Your goal —
In full and without change, repeat the records shown below.

Material for this task —

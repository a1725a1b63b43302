//! Call-recording decorator.
//!
//! Wraps another store, logs every call in order, and can inject failures on
//! chosen keys or reverse directory listings. Used to observe write ordering
//! and error propagation.

use crate::context::Context;
use crate::error::StoreError;
use crate::store::{Ack, DeleteOptions, GetOptions, KeysApi, Node, SetOptions};
use parking_lot::Mutex;
use std::collections::HashSet;
use std::sync::atomic::{AtomicBool, Ordering};

#[derive(Debug, Clone, PartialEq, Eq)]
pub enum StoreCall {
    Get {
        key: String,
    },
    Set {
        key: String,
        value: String,
        dir: bool,
    },
    Delete {
        key: String,
        recursive: bool,
        dir: bool,
    },
}

impl StoreCall {
    pub fn key(&self) -> &str {
        match self {
            StoreCall::Get { key } | StoreCall::Set { key, .. } | StoreCall::Delete { key, .. } => {
                key
            }
        }
    }
}

pub struct RecordingStore<S> {
    inner: S,
    calls: Mutex<Vec<StoreCall>>,
    failing: Mutex<HashSet<String>>,
    reverse_listings: AtomicBool,
}

impl<S: KeysApi> RecordingStore<S> {
    pub fn new(inner: S) -> Self {
        Self {
            inner,
            calls: Mutex::new(Vec::new()),
            failing: Mutex::new(HashSet::new()),
            reverse_listings: AtomicBool::new(false),
        }
    }

    pub fn inner(&self) -> &S {
        &self.inner
    }

    pub fn calls(&self) -> Vec<StoreCall> {
        self.calls.lock().clone()
    }

    pub fn clear_calls(&self) {
        self.calls.lock().clear();
    }

    /// Make every call on `key` (exact match) fail with [`StoreError::Injected`].
    pub fn fail_on(&self, key: &str) {
        self.failing.lock().insert(key.to_string());
    }

    /// Return directory children in reverse key order.
    pub fn reverse_listings(&self, reverse: bool) {
        self.reverse_listings.store(reverse, Ordering::SeqCst);
    }

    fn record(&self, call: StoreCall) -> Result<(), StoreError> {
        let key = call.key().to_string();
        self.calls.lock().push(call);
        if self.failing.lock().contains(&key) {
            return Err(StoreError::Injected { key });
        }
        Ok(())
    }
}

impl<S: KeysApi> KeysApi for RecordingStore<S> {
    fn get(&self, ctx: &Context, key: &str, opts: &GetOptions) -> Result<Node, StoreError> {
        self.record(StoreCall::Get {
            key: key.to_string(),
        })?;
        let mut node = self.inner.get(ctx, key, opts)?;
        if self.reverse_listings.load(Ordering::SeqCst) {
            node.children.reverse();
        }
        Ok(node)
    }

    fn set(
        &self,
        ctx: &Context,
        key: &str,
        value: &str,
        opts: &SetOptions,
    ) -> Result<Ack, StoreError> {
        self.record(StoreCall::Set {
            key: key.to_string(),
            value: value.to_string(),
            dir: opts.dir,
        })?;
        self.inner.set(ctx, key, value, opts)
    }

    fn delete(&self, ctx: &Context, key: &str, opts: &DeleteOptions) -> Result<Ack, StoreError> {
        self.record(StoreCall::Delete {
            key: key.to_string(),
            recursive: opts.recursive,
            dir: opts.dir,
        })?;
        self.inner.delete(ctx, key, opts)
    }
}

Problem solution —
repository a1725a1b63b43302
//! Call-recording decorator.
//!
//! Wraps another store, logs every call in order, and can inject failures on
//! chosen keys or reverse directory listings. Used to observe write ordering
//! and error propagation.

use crate::context::Context;
use crate::error::StoreError;
use crate::store::{Ack, DeleteOptions, GetOptions, KeysApi, Node, SetOptions};
use parking_lot::Mutex;
use std::collections::HashSet;
use std::sync::atomic::{AtomicBool, Ordering};

#[derive(Debug, Clone, PartialEq, Eq)]
pub enum StoreCall {
    Get {
        key: String,
    },
    Set {
        key: String,
        value: String,
        dir: bool,
    },
    Delete {
        key: String,
        recursive: bool,
        dir: bool,
    },
}

impl StoreCall {
    pub fn key(&self) -> &str {
        match self {
            StoreCall::Get { key } | StoreCall::Set { key, .. } | StoreCall::Delete { key, .. } => {
                key
            }
        }
    }
}

pub struct RecordingStore<S> {
    inner: S,
    calls: Mutex<Vec<StoreCall>>,
    failing: Mutex<HashSet<String>>,
    reverse_listings: AtomicBool,
}

impl<S: KeysApi> RecordingStore<S> {
    pub fn new(inner: S) -> Self {
        Self {
            inner,
            calls: Mutex::new(Vec::new()),
            failing: Mutex::new(HashSet::new()),
            reverse_listings: AtomicBool::new(false),
        }
    }

    pub fn inner(&self) -> &S {
        &self.inner
    }

    pub fn calls(&self) -> Vec<StoreCall> {
        self.calls.lock().clone()
    }

    pub fn clear_calls(&self) {
        self.calls.lock().clear();
    }

    /// Make every call on `key` (exact match) fail with [`StoreError::Injected`].
    pub fn fail_on(&self, key: &str) {
        self.failing.lock().insert(key.to_string());
    }

    /// Return directory children in reverse key order.
    pub fn reverse_listings(&self, reverse: bool) {
        self.reverse_listings.store(reverse, Ordering::SeqCst);
    }

    fn record(&self, call: StoreCall) -> Result<(), StoreError> {
        let key = call.key().to_string();
        self.calls.lock().push(call);
        if self.failing.lock().contains(&key) {
            return Err(StoreError::Injected { key });
        }
        Ok(())
    }
}

impl<S: KeysApi> KeysApi for RecordingStore<S> {
    fn get(&self, ctx: &Context, key: &str, opts: &GetOptions) -> Result<Node, StoreError> {
        self.record(StoreCall::Get {
            key: key.to_string(),
        })?;
        let mut node = self.inner.get(ctx, key, opts)?;
        if self.reverse_listings.load(Ordering::SeqCst) {
            node.children.reverse();
        }
        Ok(node)
    }

    fn set(
        &self,
        ctx: &Context,
        key: &str,
        value: &str,
        opts: &SetOptions,
    ) -> Result<Ack, StoreError> {
        self.record(StoreCall::Set {
            key: key.to_string(),
            value: value.to_string(),
            dir: opts.dir,
        })?;
        self.inner.set(ctx, key, value, opts)
    }

    fn delete(&self, ctx: &Context, key: &str, opts: &DeleteOptions) -> Result<Ack, StoreError> {
        self.record(StoreCall::Delete {
            key: key.to_string(),
            recursive: opts.recursive,
            dir: opts.dir,
        })?;
        self.inner.delete(ctx, key, opts)
    }
}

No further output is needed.